● **WHAT NEEDS TO BE DONE**: A stretch of the entries below is to be set down exactly, running from the line with "filename crates/stevedore-model/src/trigger/interval.rs" through the line with "impl From<(u64, u64, u64, u64, u64)>", both included, and no other line.

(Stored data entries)
::::::::

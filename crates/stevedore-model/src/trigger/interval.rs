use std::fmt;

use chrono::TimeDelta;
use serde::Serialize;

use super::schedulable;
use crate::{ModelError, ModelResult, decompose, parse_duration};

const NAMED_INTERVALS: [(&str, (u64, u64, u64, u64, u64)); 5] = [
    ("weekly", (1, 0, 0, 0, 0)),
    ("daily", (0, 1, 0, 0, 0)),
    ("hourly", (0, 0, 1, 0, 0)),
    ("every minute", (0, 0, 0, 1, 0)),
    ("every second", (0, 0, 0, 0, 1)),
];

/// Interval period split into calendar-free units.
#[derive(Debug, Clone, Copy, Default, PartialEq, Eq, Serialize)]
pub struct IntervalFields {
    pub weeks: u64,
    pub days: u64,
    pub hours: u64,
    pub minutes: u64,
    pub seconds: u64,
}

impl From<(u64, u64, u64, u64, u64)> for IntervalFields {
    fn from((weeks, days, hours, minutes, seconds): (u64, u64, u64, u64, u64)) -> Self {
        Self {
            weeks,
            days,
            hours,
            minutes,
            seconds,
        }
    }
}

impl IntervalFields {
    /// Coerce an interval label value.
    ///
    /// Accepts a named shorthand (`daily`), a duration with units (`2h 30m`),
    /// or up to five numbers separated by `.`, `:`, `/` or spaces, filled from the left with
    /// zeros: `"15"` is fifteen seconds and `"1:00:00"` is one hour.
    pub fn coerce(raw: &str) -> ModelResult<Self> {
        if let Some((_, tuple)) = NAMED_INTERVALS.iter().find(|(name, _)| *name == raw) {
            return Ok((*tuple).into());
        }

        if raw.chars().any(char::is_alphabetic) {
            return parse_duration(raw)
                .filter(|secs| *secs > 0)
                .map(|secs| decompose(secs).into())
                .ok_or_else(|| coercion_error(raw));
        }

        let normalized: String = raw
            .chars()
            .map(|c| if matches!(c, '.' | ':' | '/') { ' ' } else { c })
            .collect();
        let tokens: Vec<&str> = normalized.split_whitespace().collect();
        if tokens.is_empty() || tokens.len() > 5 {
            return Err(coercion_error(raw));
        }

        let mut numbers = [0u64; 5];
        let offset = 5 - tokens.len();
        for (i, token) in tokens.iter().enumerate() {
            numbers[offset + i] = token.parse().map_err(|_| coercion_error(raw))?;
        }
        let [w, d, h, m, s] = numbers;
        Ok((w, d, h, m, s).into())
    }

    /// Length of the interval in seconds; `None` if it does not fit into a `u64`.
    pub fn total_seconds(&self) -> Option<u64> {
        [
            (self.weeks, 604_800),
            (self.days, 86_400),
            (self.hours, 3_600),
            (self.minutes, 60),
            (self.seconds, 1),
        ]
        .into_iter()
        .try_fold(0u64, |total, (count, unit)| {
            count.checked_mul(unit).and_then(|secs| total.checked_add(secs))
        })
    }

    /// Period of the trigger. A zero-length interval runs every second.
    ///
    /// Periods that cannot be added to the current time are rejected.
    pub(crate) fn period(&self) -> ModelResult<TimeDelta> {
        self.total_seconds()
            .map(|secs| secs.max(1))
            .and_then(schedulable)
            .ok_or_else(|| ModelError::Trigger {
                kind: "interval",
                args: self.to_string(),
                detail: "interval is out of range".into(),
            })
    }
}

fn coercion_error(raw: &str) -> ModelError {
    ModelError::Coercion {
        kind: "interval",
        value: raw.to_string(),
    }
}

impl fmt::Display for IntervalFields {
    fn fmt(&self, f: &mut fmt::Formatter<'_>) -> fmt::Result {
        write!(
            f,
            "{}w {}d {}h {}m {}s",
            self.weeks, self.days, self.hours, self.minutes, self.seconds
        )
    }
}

::::::::

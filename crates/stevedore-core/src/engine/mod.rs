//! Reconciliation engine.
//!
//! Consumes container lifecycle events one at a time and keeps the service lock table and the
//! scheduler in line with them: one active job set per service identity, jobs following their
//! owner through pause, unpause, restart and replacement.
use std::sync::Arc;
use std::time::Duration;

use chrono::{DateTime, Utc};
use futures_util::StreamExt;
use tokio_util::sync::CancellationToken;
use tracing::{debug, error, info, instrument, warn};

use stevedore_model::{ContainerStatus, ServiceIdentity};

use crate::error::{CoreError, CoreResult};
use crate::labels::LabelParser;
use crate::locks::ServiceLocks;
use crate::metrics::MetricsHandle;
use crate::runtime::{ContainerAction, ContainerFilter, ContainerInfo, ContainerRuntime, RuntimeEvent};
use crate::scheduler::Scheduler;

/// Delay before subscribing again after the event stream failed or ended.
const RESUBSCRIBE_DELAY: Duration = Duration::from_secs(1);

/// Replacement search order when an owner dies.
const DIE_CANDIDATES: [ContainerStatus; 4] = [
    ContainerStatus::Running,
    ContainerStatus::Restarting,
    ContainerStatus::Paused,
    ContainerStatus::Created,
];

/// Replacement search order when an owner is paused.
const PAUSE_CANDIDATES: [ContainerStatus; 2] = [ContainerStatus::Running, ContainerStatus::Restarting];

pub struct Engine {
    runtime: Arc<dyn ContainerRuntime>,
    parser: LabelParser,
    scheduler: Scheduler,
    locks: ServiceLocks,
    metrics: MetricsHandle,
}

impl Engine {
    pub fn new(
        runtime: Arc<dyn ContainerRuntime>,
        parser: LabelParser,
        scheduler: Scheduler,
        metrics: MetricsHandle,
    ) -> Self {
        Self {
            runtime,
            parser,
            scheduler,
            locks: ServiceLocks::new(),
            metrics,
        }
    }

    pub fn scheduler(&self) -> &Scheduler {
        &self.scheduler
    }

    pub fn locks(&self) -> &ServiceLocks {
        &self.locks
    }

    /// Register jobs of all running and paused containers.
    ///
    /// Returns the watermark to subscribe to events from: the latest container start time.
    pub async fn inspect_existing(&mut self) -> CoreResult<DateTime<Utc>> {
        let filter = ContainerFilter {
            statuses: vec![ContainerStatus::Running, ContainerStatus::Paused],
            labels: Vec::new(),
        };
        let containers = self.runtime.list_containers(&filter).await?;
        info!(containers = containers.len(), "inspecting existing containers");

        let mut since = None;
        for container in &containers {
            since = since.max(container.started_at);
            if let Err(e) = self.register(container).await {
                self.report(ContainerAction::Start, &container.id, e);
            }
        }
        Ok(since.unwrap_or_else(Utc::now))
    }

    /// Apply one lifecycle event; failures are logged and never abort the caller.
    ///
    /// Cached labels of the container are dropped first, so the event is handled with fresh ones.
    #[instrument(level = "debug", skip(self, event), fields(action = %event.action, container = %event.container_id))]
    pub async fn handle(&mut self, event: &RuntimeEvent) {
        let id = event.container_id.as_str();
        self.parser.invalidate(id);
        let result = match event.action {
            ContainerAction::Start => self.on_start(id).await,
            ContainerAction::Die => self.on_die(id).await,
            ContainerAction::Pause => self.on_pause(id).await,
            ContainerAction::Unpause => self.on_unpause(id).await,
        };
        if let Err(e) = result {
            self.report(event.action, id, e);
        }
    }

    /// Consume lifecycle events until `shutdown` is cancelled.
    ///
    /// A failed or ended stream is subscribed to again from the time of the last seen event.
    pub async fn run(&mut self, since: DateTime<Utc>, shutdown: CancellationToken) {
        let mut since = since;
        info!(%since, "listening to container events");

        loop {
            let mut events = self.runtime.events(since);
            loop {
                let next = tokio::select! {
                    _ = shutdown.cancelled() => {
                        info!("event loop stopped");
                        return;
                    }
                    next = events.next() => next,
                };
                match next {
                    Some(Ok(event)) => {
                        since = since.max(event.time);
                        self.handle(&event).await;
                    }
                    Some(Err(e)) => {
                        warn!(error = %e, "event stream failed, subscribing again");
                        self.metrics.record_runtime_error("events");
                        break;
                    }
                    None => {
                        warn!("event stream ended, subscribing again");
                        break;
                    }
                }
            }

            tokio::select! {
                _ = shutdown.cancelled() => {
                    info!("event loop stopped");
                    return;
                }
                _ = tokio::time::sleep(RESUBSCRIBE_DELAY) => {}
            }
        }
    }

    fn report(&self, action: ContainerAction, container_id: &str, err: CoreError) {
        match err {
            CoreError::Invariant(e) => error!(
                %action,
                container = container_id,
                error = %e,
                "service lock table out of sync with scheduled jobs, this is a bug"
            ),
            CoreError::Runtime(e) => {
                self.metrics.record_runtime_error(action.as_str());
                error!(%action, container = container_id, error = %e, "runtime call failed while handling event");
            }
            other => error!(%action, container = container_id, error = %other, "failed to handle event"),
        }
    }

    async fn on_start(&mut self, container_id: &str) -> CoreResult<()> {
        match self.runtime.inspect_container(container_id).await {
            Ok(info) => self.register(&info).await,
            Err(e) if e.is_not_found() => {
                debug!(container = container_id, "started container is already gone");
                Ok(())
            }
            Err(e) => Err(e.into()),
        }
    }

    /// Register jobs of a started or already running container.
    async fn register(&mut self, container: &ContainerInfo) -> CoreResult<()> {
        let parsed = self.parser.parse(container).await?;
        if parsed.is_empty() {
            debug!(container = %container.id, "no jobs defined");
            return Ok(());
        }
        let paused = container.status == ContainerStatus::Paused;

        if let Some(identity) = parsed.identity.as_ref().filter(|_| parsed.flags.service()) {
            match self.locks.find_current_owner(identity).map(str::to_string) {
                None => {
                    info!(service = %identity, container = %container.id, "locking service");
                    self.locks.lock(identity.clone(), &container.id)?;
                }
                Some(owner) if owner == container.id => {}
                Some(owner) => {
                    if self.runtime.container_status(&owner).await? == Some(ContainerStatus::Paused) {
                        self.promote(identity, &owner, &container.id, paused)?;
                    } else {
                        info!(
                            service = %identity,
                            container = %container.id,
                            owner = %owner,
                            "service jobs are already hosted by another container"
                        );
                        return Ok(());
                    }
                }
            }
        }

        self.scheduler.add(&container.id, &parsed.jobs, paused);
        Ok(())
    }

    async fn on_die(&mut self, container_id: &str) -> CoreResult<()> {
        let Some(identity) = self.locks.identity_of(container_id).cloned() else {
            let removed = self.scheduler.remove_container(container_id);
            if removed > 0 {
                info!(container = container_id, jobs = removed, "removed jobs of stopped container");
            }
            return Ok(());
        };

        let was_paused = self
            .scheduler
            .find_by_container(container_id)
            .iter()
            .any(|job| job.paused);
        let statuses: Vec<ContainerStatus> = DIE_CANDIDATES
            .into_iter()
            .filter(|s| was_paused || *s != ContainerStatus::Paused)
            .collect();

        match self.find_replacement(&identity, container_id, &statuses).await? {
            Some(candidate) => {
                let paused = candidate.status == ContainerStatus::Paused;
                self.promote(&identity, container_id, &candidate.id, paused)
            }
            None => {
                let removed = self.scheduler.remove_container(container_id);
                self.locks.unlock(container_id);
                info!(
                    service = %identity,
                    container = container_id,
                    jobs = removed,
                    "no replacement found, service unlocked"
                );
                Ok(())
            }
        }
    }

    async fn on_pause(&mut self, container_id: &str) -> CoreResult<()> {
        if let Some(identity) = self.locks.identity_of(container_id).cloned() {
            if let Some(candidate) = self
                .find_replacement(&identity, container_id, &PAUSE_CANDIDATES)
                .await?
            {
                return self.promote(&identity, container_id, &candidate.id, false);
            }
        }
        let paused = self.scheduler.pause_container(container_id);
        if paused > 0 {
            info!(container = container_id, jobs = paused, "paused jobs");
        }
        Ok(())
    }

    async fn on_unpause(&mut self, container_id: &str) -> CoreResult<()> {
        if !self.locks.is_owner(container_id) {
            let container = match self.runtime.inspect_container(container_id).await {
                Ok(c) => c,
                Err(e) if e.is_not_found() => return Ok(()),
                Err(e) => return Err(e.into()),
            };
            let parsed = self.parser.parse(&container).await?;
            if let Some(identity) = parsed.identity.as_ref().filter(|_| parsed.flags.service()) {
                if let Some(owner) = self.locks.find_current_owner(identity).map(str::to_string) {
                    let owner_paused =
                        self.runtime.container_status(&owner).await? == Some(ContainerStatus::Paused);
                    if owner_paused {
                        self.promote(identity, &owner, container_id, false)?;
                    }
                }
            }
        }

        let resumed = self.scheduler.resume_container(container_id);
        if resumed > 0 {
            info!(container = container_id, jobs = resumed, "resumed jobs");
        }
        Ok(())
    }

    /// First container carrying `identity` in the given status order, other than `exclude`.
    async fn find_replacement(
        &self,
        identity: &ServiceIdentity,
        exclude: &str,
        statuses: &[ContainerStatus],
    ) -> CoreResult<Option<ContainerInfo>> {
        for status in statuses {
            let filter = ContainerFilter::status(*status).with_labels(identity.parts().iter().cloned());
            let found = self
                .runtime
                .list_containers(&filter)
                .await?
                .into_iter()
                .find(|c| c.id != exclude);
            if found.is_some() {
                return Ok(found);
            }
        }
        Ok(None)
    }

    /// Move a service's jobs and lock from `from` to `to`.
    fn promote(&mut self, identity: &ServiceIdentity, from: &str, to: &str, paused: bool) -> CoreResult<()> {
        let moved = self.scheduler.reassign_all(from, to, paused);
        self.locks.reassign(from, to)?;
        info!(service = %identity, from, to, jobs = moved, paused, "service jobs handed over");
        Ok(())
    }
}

::::::::

● **ANSWER BOX**:
filename crates/stevedore-model/src/trigger/interval.rs
use std::fmt;

use chrono::TimeDelta;
use serde::Serialize;

use super::schedulable;
use crate::{ModelError, ModelResult, decompose, parse_duration};

const NAMED_INTERVALS: [(&str, (u64, u64, u64, u64, u64)); 5] = [
    ("weekly", (1, 0, 0, 0, 0)),
    ("daily", (0, 1, 0, 0, 0)),
    ("hourly", (0, 0, 1, 0, 0)),
    ("every minute", (0, 0, 0, 1, 0)),
    ("every second", (0, 0, 0, 0, 1)),
];

/// Interval period split into calendar-free units.
#[derive(Debug, Clone, Copy, Default, PartialEq, Eq, Serialize)]
pub struct IntervalFields {
    pub weeks: u64,
    pub days: u64,
    pub hours: u64,
    pub minutes: u64,
    pub seconds: u64,
}

impl From<(u64, u64, u64, u64, u64)> for IntervalFields {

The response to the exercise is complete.